Apesar de todos os participantes assumirem que é uma realidade do setor, apenas seis veem como uma realidade dentro da própria empresa. Três participantes afirmam que tomam medidas com o propósito de precaver situações de falta de pessoal.

“No nosso caso não padecemos da falta de motoristas, a não ser quando há booms de serviço. (…) Temos cerca de 9% de motoristas a mais, trabalham como ajudante mas recebem como motorista. Temos de contemplar férias, avarias e absentismo.” (P. 5)

5.1.2 Características da Mão-de-Obra

De forma a caracterizar a força-de-trabalho da amostra estudada e conforme sugerido pela literatura e evidência empírica, os participantes foram questionados acerca da perceção que têm do envelhecimento dos motoristas. Neste âmbito, sete participantes identificaram o envelhecimento dos motoristas como um dos maiores problemas a resolver no setor.

“Temos trabalhadores cada vez mais velhos, raramente aparece um indivíduo com menos de 40 anos” (P. 1)

A subcategoria do envelhecimento foi apresentada nas seguintes vertentes: por um lado, a causa que lhe dá origem, nomeadamente a reduzida entrada de jovens no setor; por outro lado, nas consequências que daí surgem, sobretudo, ligadas à renovação do setor e à capacidade física dos profissionais que vão envelhecendo.

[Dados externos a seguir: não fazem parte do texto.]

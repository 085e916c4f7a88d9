//! One-page PDF report for a translated article.
//!
//! Layout is intentionally plain: original title (linked to the source),
//! translated title, summary bullets, sentiment. Glyph coverage depends on the
//! font picked for the target language; without a font file on disk the
//! built-in Helvetica is used.

use anyhow::{anyhow, Context, Result};
use printpdf::{
    Actions, BuiltinFont, IndirectFontRef, LinkAnnotation, Mm, PdfDocument, PdfDocumentReference,
    PdfLayerReference, Rect,
};
use serde::Serialize;
use std::collections::HashMap;
use std::io::Cursor;
use std::path::{Path, PathBuf};
use tracing::{debug, warn};
use url::Url;

use crate::languages::TargetLanguage;
use crate::llm::decoder::TranslationResult;
use crate::llm::sentiment::SentimentLabel;
use crate::news::Article;

pub const PDF_MIME_TYPE: &str = "application/pdf";
pub const DEFAULT_FONT_FILE: &str = "NotoSans-Regular.ttf";

const PAGE_WIDTH: f32 = 210.0;
const PAGE_HEIGHT: f32 = 297.0;
const MARGIN: f32 = 20.0;
const TITLE_SIZE: f32 = 16.0;
const HEADING_SIZE: f32 = 13.0;
const TEXT_SIZE: f32 = 11.0;

/// Per-script font defaults; languages written in Latin script use the default font.
const SCRIPT_FONTS: &[(&str, &str)] = &[
    ("zh", "NotoSansSC-Regular.ttf"),
    ("ja", "NotoSansJP-Regular.ttf"),
    ("ko", "NotoSansKR-Regular.ttf"),
    ("th", "NotoSansThai-Regular.ttf"),
    ("hi", "NotoSansDevanagari-Regular.ttf"),
];

/// Language code -> font file lookup rooted at a font directory
#[derive(Debug, Clone)]
pub struct FontTable {
    font_dir: PathBuf,
    fonts: HashMap<String, String>,
}

impl Default for FontTable {
    fn default() -> Self {
        Self::new("fonts")
    }
}

impl FontTable {
    pub fn new(font_dir: impl Into<PathBuf>) -> Self {
        let fonts = SCRIPT_FONTS
            .iter()
            .map(|(code, file)| (code.to_string(), file.to_string()))
            .collect();
        Self {
            font_dir: font_dir.into(),
            fonts,
        }
    }

    /// Apply configured overrides on top of the defaults
    pub fn with_overrides(mut self, overrides: &HashMap<String, String>) -> Self {
        for (code, file) in overrides {
            self.fonts.insert(code.clone(), file.clone());
        }
        self
    }

    /// Font file name for the language, falling back to the default font.
    pub fn file_for(&self, language: TargetLanguage) -> &str {
        self.fonts
            .get(language.code())
            .map(String::as_str)
            .unwrap_or(DEFAULT_FONT_FILE)
    }

    /// Path of a font file that actually exists, if any.
    pub fn resolve(&self, language: TargetLanguage) -> Option<PathBuf> {
        [self.file_for(language), DEFAULT_FONT_FILE]
            .into_iter()
            .map(|file| self.font_dir.join(file))
            .find(|path| path.is_file())
    }
}

/// Rendered report ready to be offered as a download
#[derive(Debug, Clone, Serialize)]
pub struct PdfArtifact {
    pub file_name: String,
    pub mime_type: &'static str,
    #[serde(skip)]
    pub bytes: Vec<u8>,
}

/// Renders article reports
#[derive(Debug, Clone, Default)]
pub struct PdfExporter {
    fonts: FontTable,
}

impl PdfExporter {
    pub fn new(fonts: FontTable) -> Self {
        Self { fonts }
    }

    pub fn render(
        &self,
        article: &Article,
        translation: &TranslationResult,
        sentiment: SentimentLabel,
        language: TargetLanguage,
    ) -> Result<Vec<u8>> {
        let (doc, page, layer) =
            PdfDocument::new(article.title.as_str(), Mm(PAGE_WIDTH), Mm(PAGE_HEIGHT), "Report");
        let font = self.load_font(&doc, language)?;
        let mut writer = PageWriter {
            layer: doc.get_page(page).get_layer(layer),
            font,
            y: PAGE_HEIGHT - MARGIN,
        };

        let (title_top, title_bottom) = writer.paragraph(&article.title, TITLE_SIZE);
        if let Ok(url) = Url::parse(&article.url) {
            writer.link(title_top, title_bottom, url.as_str());
        }
        writer.gap(4.0);

        writer.paragraph(&format!("{} title:", language.name()), HEADING_SIZE);
        writer.paragraph(&translation.translated_title, TEXT_SIZE);
        writer.gap(4.0);

        writer.paragraph("Summary:", HEADING_SIZE);
        for bullet in &translation.summary_bullets {
            writer.paragraph(&format!("- {}", bullet), TEXT_SIZE);
        }
        writer.gap(4.0);

        writer.paragraph(&format!("Sentiment: {}", sentiment), HEADING_SIZE);
        drop(writer);

        doc.save_to_bytes()
            .map_err(|e| anyhow!("Failed to serialize PDF: {}", e))
    }

    /// Render and wrap the bytes with a file name derived from the article title.
    pub fn artifact(
        &self,
        article: &Article,
        translation: &TranslationResult,
        sentiment: SentimentLabel,
        language: TargetLanguage,
    ) -> Result<PdfArtifact> {
        let bytes = self.render(article, translation, sentiment, language)?;
        Ok(PdfArtifact {
            file_name: file_name_for(&article.title),
            mime_type: PDF_MIME_TYPE,
            bytes,
        })
    }

    fn load_font(&self, doc: &PdfDocumentReference, language: TargetLanguage) -> Result<IndirectFontRef> {
        if let Some(path) = self.fonts.resolve(language) {
            match load_external_font(doc, &path) {
                Ok(font) => {
                    debug!(font = %path.display(), language = language.code(), "using external font");
                    return Ok(font);
                }
                Err(e) => warn!(font = %path.display(), error = %e, "font unusable, falling back to Helvetica"),
            }
        }
        doc.add_builtin_font(BuiltinFont::Helvetica)
            .map_err(|e| anyhow!("Failed to add built-in font: {}", e))
    }
}

fn load_external_font(doc: &PdfDocumentReference, path: &Path) -> Result<IndirectFontRef> {
    let data = std::fs::read(path).with_context(|| format!("Failed to read font {}", path.display()))?;
    doc.add_external_font(Cursor::new(data))
        .map_err(|e| anyhow!("Failed to embed font {}: {}", path.display(), e))
}

/// Tracks the write position on the single page.
struct PageWriter {
    layer: PdfLayerReference,
    font: IndirectFontRef,
    y: f32,
}

impl PageWriter {
    /// Write wrapped text, returning the (top, bottom) y of the block. Text
    /// that would run past the bottom margin is dropped.
    fn paragraph(&mut self, text: &str, size: f32) -> (f32, f32) {
        let top = self.y;
        let line_height = size * 0.3528 * 1.4; // pt -> mm, with leading
        for line in wrap_text(text, chars_per_line(size)) {
            if self.y - line_height < MARGIN {
                break;
            }
            self.y -= line_height;
            self.layer
                .use_text(line, size, Mm(MARGIN), Mm(self.y), &self.font);
        }
        (top, self.y)
    }

    fn gap(&mut self, mm: f32) {
        self.y -= mm;
    }

    fn link(&self, top: f32, bottom: f32, url: &str) {
        self.layer.add_link_annotation(LinkAnnotation::new(
            Rect::new(Mm(MARGIN), Mm(bottom - 1.0), Mm(PAGE_WIDTH - MARGIN), Mm(top)),
            None,
            None,
            Actions::uri(url.to_string()),
            None,
        ));
    }
}

fn chars_per_line(size: f32) -> usize {
    // average glyph ~0.5em wide
    let usable_pt = (PAGE_WIDTH - 2.0 * MARGIN) / 0.3528;
    (usable_pt / (size * 0.5)) as usize
}

/// Greedy word wrap by character count; words longer than a line are split.
pub(crate) fn wrap_text(text: &str, max_chars: usize) -> Vec<String> {
    let max_chars = max_chars.max(1);
    let mut lines = Vec::new();

    for raw_line in text.lines() {
        let mut current = String::new();
        for word in raw_line.split_whitespace() {
            let mut word: Vec<char> = word.chars().collect();
            while word.len() > max_chars {
                if !current.is_empty() {
                    lines.push(std::mem::take(&mut current));
                }
                let rest = word.split_off(max_chars);
                lines.push(word.into_iter().collect());
                word = rest;
            }
            let needed = current.chars().count() + usize::from(!current.is_empty()) + word.len();
            if needed > max_chars && !current.is_empty() {
                lines.push(std::mem::take(&mut current));
            }
            if !current.is_empty() {
                current.push(' ');
            }
            current.extend(word);
        }
        if !current.is_empty() {
            lines.push(current);
        }
    }

    lines
}

/// Derive a download file name from an article title.
pub fn file_name_for(title: &str) -> String {
    let stem: String = title
        .chars()
        .map(|c| if c.is_whitespace() { '_' } else { c })
        .filter(|c| c.is_alphanumeric() || *c == '_' || *c == '-')
        .take(80)
        .collect();
    let stem = stem.trim_matches('_');
    if stem.is_empty() {
        "article.pdf".to_string()
    } else {
        format!("{}.pdf", stem)
    }
}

Assim, os participantes destacaram as seguintes dimensões de análise: as reformas que têm aumentado e são uma fonte de retirada de mão-de-obra do setor; a dificuldade em formar novos trabalhadores e a dificuldade na substituição de conhecimentos específicos; com o envelhecimento dos trabalhadores, a adaptação à mudança, tanto na integração em novas empresas como na adaptação a novos procedimentos torna-se mais complexa; a importância da destreza física necessária à profissão; e o crescimento da exposição ao risco de acidentes de trabalho.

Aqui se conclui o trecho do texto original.